The 5'-flanking sequences of the human growth hormone (hGH) gene contain a cell-specific control element. Hybrid genes containing truncated 5'-flanking DNA fragments from the hGH gene fused to the chloramphenicol acetyl transferase (cat) gene were examined using transient transfection of rat anterior pituitary (GC) and nonpituitary cell lines (HeLa, Rat 2, and KB); preferential expression of these gene hybrids was only observed in GC cells. Deletions through the 5'-flanking sequences of the hGH gene revealed that the region containing nucleotides -230 to -180 is required for efficient cat gene expression in GC cells. This region of DNA is highly homologous to a region of the rGH gene that contains a tissue-specific control element.
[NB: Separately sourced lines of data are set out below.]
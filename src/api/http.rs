//! HTTP server setup with Axum

use std::sync::Arc;

use axum::{extract::State, routing::get, Json, Router};
use serde_json::{json, Value};
use tower_http::cors::{Any, CorsLayer};

use super::rest::{posts, search};
use super::state::AppState;

/// Create the Axum router with all endpoints
pub fn create_router(state: Arc<AppState>) -> Router {
    // Allow all origins; the blog frontend is served separately
    let cors = CorsLayer::new()
        .allow_origin(Any)
        .allow_methods(Any)
        .allow_headers(Any);

    Router::new()
        .route("/health", get(health_check))
        .route("/api/search", get(search::search_posts))
        .route("/api/posts", get(posts::list_posts).post(posts::upsert_post))
        .route("/api/posts/:id", get(posts::get_post))
        .layer(cors)
        .with_state(state)
}

/// Health check endpoint
async fn health_check(State(state): State<Arc<AppState>>) -> Json<Value> {
    Json(json!({
        "status": "ok",
        "backend": state.engine.backend_name(),
        "posts": state.posts.len(),
    }))
}
//! Search strategies
//!
//! Each strategy filters (or, for weighted hybrid, ranks) a snapshot of
//! the document store. Strategies never mutate the store and never fail
//! on zero matches.

use std::str::FromStr;
use std::sync::Arc;

use async_trait::async_trait;
use tracing::debug;

use super::expansion::TermExpander;
use super::predicates::{contains, filter_posts, matches, matches_any_field, normalize};
use super::scoring::{expansion_terms, rank, HybridWeights};
use crate::error::Result;
use crate::store::DocumentStore;
use crate::types::{Field, Post, SearchMode};

/// A ranking/selection algorithm behind one search mode
#[async_trait]
pub trait SearchStrategy: Send + Sync {
    /// Mode this strategy serves
    fn mode(&self) -> SearchMode;

    /// Run the query against the current store contents
    async fn execute(
        &self,
        store: &DocumentStore,
        query: &str,
        field: Option<Field>,
    ) -> Result<Vec<Post>>;
}

/// Case-insensitive equality on title or topic; containment elsewhere
#[derive(Debug, Default)]
pub struct ExactStrategy;

#[async_trait]
impl SearchStrategy for ExactStrategy {
    fn mode(&self) -> SearchMode {
        SearchMode::Exact
    }

    async fn execute(
        &self,
        store: &DocumentStore,
        query: &str,
        field: Option<Field>,
    ) -> Result<Vec<Post>> {
        let field = field.unwrap_or(Field::Title);
        let normalized = normalize(query);
        Ok(filter_posts(store.all(), |p| matches(p, &normalized, field, false)))
    }
}

/// Case-insensitive substring containment on one field
#[derive(Debug, Default)]
pub struct FuzzyStrategy;

#[async_trait]
impl SearchStrategy for FuzzyStrategy {
    fn mode(&self) -> SearchMode {
        SearchMode::Fuzzy
    }

    async fn execute(
        &self,
        store: &DocumentStore,
        query: &str,
        field: Option<Field>,
    ) -> Result<Vec<Post>> {
        let field = field.unwrap_or(Field::Content);
        let normalized = normalize(query);
        Ok(filter_posts(store.all(), |p| matches(p, &normalized, field, true)))
    }
}

/// Containment of the original query in any field, or of the whole
/// expanded query string in the content
pub struct SemanticStrategy {
    expander: Arc<dyn TermExpander>,
}

impl SemanticStrategy {
    pub fn new(expander: Arc<dyn TermExpander>) -> Self {
        Self { expander }
    }
}

#[async_trait]
impl SearchStrategy for SemanticStrategy {
    fn mode(&self) -> SearchMode {
        SearchMode::Semantic
    }

    async fn execute(
        &self,
        store: &DocumentStore,
        query: &str,
        _field: Option<Field>,
    ) -> Result<Vec<Post>> {
        let expanded = self.expander.expand(query).await;
        debug!(expander = self.expander.name(), expanded = %expanded, "Expanded query");

        let normalized = normalize(query);
        let expanded = normalize(&expanded);
        Ok(filter_posts(store.all(), |p| {
            matches_any_field(p, &normalized) || contains(&p.content, &expanded)
        }))
    }
}

/// How hybrid search selects and orders results
#[derive(Debug, Clone, Copy, PartialEq, Eq, Default)]
pub enum HybridPolicy {
    /// All-field containment of the original query, store order
    #[default]
    Filter,
    /// Weighted multi-signal scoring, best first
    Weighted,
}

impl FromStr for HybridPolicy {
    type Err = String;

    fn from_str(s: &str) -> std::result::Result<Self, Self::Err> {
        match s.trim().to_lowercase().as_str() {
            "filter" => Ok(HybridPolicy::Filter),
            "weighted" => Ok(HybridPolicy::Weighted),
            other => Err(format!("unknown hybrid policy '{}'", other)),
        }
    }
}

/// Combination of exact, fuzzy and expanded-query signals
pub struct HybridStrategy {
    expander: Arc<dyn TermExpander>,
    policy: HybridPolicy,
    weights: HybridWeights,
}

impl HybridStrategy {
    pub fn new(expander: Arc<dyn TermExpander>, policy: HybridPolicy) -> Self {
        Self {
            expander,
            policy,
            weights: HybridWeights::default(),
        }
    }

    pub fn with_weights(mut self, weights: HybridWeights) -> Self {
        self.weights = weights;
        self
    }
}

#[async_trait]
impl SearchStrategy for HybridStrategy {
    fn mode(&self) -> SearchMode {
        SearchMode::Hybrid
    }

    async fn execute(
        &self,
        store: &DocumentStore,
        query: &str,
        _field: Option<Field>,
    ) -> Result<Vec<Post>> {
        let normalized = normalize(query);

        match self.policy {
            // Selection uses the original query; no expansion round trip
            HybridPolicy::Filter => Ok(filter_posts(store.all(), |p| {
                matches(p, &normalized, Field::All, true)
            })),
            HybridPolicy::Weighted => {
                let expanded = self.expander.expand(query).await;
                let terms = expansion_terms(&normalized, &expanded);
                debug!(terms = ?terms, "Hybrid weighted search");
                let ranked = rank(store.all(), &normalized, &terms, &self.weights);
                Ok(ranked.into_iter().map(|s| s.post).collect())
            }
        }
    }
}

#[cfg(test)]
mod tests {
    use super::*;
    use std::sync::atomic::{AtomicUsize, Ordering};

    use crate::search::expansion::{related_terms, StaticExpander};

    fn store() -> DocumentStore {
        DocumentStore::with_posts(vec![
            Post::new(1, "Getting Started with React Hooks")
                .with_content("Learn useState and useEffect in everyday code")
                .with_topics(["React", "JavaScript"]),
            Post::new(2, "TypeScript Best Practices")
                .with_content("Static typing for JavaScript projects")
                .with_topics(["TypeScript"]),
            Post::new(3, "Notes")
                .with_content("A dump: typescript static typing javascript ts type interface")
                .with_topics(["Misc"]),
            Post::new(4, "Frontend Tooling")
                .with_content("Bundlers, linters and a react refresher")
                .with_topics(["Tooling"]),
        ])
    }

    fn ids(posts: &[Post]) -> Vec<u64> {
        posts.iter().map(|p| p.id).collect()
    }

    fn expander() -> Arc<dyn TermExpander> {
        Arc::new(StaticExpander::new())
    }

    #[tokio::test]
    async fn test_exact_title_equality_only() {
        let store = store();
        let hits = ExactStrategy
            .execute(&store, "typescript best practices", None)
            .await
            .unwrap();
        assert_eq!(ids(&hits), vec![2]);

        let hits = ExactStrategy.execute(&store, "React Hooks", None).await.unwrap();
        assert!(hits.is_empty());
    }

    #[tokio::test]
    async fn test_exact_topic() {
        let store = store();
        let hits = ExactStrategy
            .execute(&store, "JAVASCRIPT", Some(Field::Topic))
            .await
            .unwrap();
        assert_eq!(ids(&hits), vec![1]);
    }

    #[tokio::test]
    async fn test_exact_content_falls_back_to_containment() {
        let store = store();
        let hits = ExactStrategy
            .execute(&store, "usestate", Some(Field::Content))
            .await
            .unwrap();
        assert_eq!(ids(&hits), vec![1]);
    }

    #[tokio::test]
    async fn test_fuzzy_defaults_to_content() {
        let store = store();
        let hits = FuzzyStrategy.execute(&store, "REACT", None).await.unwrap();
        assert_eq!(ids(&hits), vec![4]);

        let hits = FuzzyStrategy
            .execute(&store, "react hooks", Some(Field::Title))
            .await
            .unwrap();
        assert_eq!(ids(&hits), vec![1]);
    }

    #[tokio::test]
    async fn test_fuzzy_empty_query_matches_everything() {
        let store = store();
        let hits = FuzzyStrategy.execute(&store, "", None).await.unwrap();
        assert_eq!(ids(&hits), vec![1, 2, 3, 4]);
    }

    #[tokio::test]
    async fn test_semantic_matches_original_and_expanded() {
        let store = store();
        let strategy = SemanticStrategy::new(expander());
        let hits = strategy.execute(&store, "typescript", None).await.unwrap();
        // 2 by title and topic, 3 by content
        assert_eq!(ids(&hits), vec![2, 3]);
    }

    #[tokio::test]
    async fn test_semantic_expanded_branch_is_literal() {
        let store = DocumentStore::with_posts(vec![Post::new(9, "Unrelated")
            .with_content("static typing with interfaces")]);
        let strategy = SemanticStrategy::new(expander());
        // Individual related terms appear, but not the whole expansion
        let hits = strategy.execute(&store, "typescript", None).await.unwrap();
        assert!(hits.is_empty());
    }

    #[tokio::test]
    async fn test_hybrid_filter_uses_original_query_only() {
        let store = store();
        let strategy = HybridStrategy::new(expander(), HybridPolicy::Filter);
        let hits = strategy.execute(&store, "react", None).await.unwrap();
        assert_eq!(ids(&hits), vec![1, 4]);
    }

    #[tokio::test]
    async fn test_hybrid_weighted_ranks_title_first() {
        let store = store();
        let strategy = HybridStrategy::new(expander(), HybridPolicy::Weighted);
        let hits = strategy.execute(&store, "react", None).await.unwrap();

        // Title hit outranks content-only hit; expansion pulls in
        // posts mentioning "javascript"
        assert_eq!(hits[0].id, 1);
        assert!(ids(&hits).contains(&4));
        assert!(ids(&hits).contains(&2));
        let mut unique = ids(&hits);
        unique.dedup();
        assert_eq!(unique.len(), hits.len());
    }

    struct CountingExpander {
        calls: AtomicUsize,
    }

    #[async_trait]
    impl TermExpander for CountingExpander {
        fn name(&self) -> &'static str {
            "counting"
        }

        async fn expand(&self, query: &str) -> String {
            self.calls.fetch_add(1, Ordering::SeqCst);
            format!("{} {}", query, related_terms(query))
        }
    }

    #[tokio::test]
    async fn test_hybrid_filter_skips_expansion() {
        let store = store();
        let counting = Arc::new(CountingExpander {
            calls: AtomicUsize::new(0),
        });

        let filter = HybridStrategy::new(counting.clone(), HybridPolicy::Filter);
        filter.execute(&store, "react", None).await.unwrap();
        assert_eq!(counting.calls.load(Ordering::SeqCst), 0);

        let weighted = HybridStrategy::new(counting.clone(), HybridPolicy::Weighted);
        weighted.execute(&store, "react", None).await.unwrap();
        assert_eq!(counting.calls.load(Ordering::SeqCst), 1);
    }

    #[tokio::test]
    async fn test_hybrid_weighted_custom_weights() {
        let store = store();
        // Content outweighs title: the content-only post now leads
        let weights = HybridWeights {
            title: 1,
            content: 10,
            topic: 0,
            expanded_title: 0,
            expanded_content: 0,
            typo_content: 0,
        };
        let strategy =
            HybridStrategy::new(expander(), HybridPolicy::Weighted).with_weights(weights);
        let hits = strategy.execute(&store, "react", None).await.unwrap();
        assert_eq!(ids(&hits), vec![4, 1]);
    }

    #[tokio::test]
    async fn test_hybrid_weighted_ignores_partial_word_expansions() {
        let store = DocumentStore::with_default_seed().unwrap();
        let strategy = HybridStrategy::new(expander(), HybridPolicy::Weighted);
        // "ts" sits inside words like "effects" and "posts" in other seed posts
        let hits = strategy.execute(&store, "typescript", None).await.unwrap();
        assert_eq!(ids(&hits), vec![2]);
    }

    #[tokio::test]
    async fn test_empty_store_returns_empty_in_every_mode() {
        let store = DocumentStore::new();
        let strategies: Vec<Box<dyn SearchStrategy>> = vec![
            Box::new(ExactStrategy),
            Box::new(FuzzyStrategy),
            Box::new(SemanticStrategy::new(expander())),
            Box::new(HybridStrategy::new(expander(), HybridPolicy::Filter)),
            Box::new(HybridStrategy::new(expander(), HybridPolicy::Weighted)),
        ];
        for strategy in strategies {
            let hits = strategy.execute(&store, "react", None).await.unwrap();
            assert!(hits.is_empty(), "{} returned results", strategy.mode());
        }
    }

    #[test]
    fn test_parse_hybrid_policy() {
        assert_eq!("Weighted".parse::<HybridPolicy>().unwrap(), HybridPolicy::Weighted);
        assert!("ranked".parse::<HybridPolicy>().is_err());
    }
}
A hybrid gene containing the tissue-specific control element, but lacking the proximal promoter elements, of the hGH gene upstream from the promoter of the thymidine kinase gene (TKp) from herpes simplex virus ligated to the cat gene produced more CAT activity than the TKp.cat gene in GC cells but not in HeLa cells. These data suggest that the tissue-specific control element located in the 5'-region of the hGH gene can act in the presence of a heterologous promoter and is specific for expression in pituitary cells.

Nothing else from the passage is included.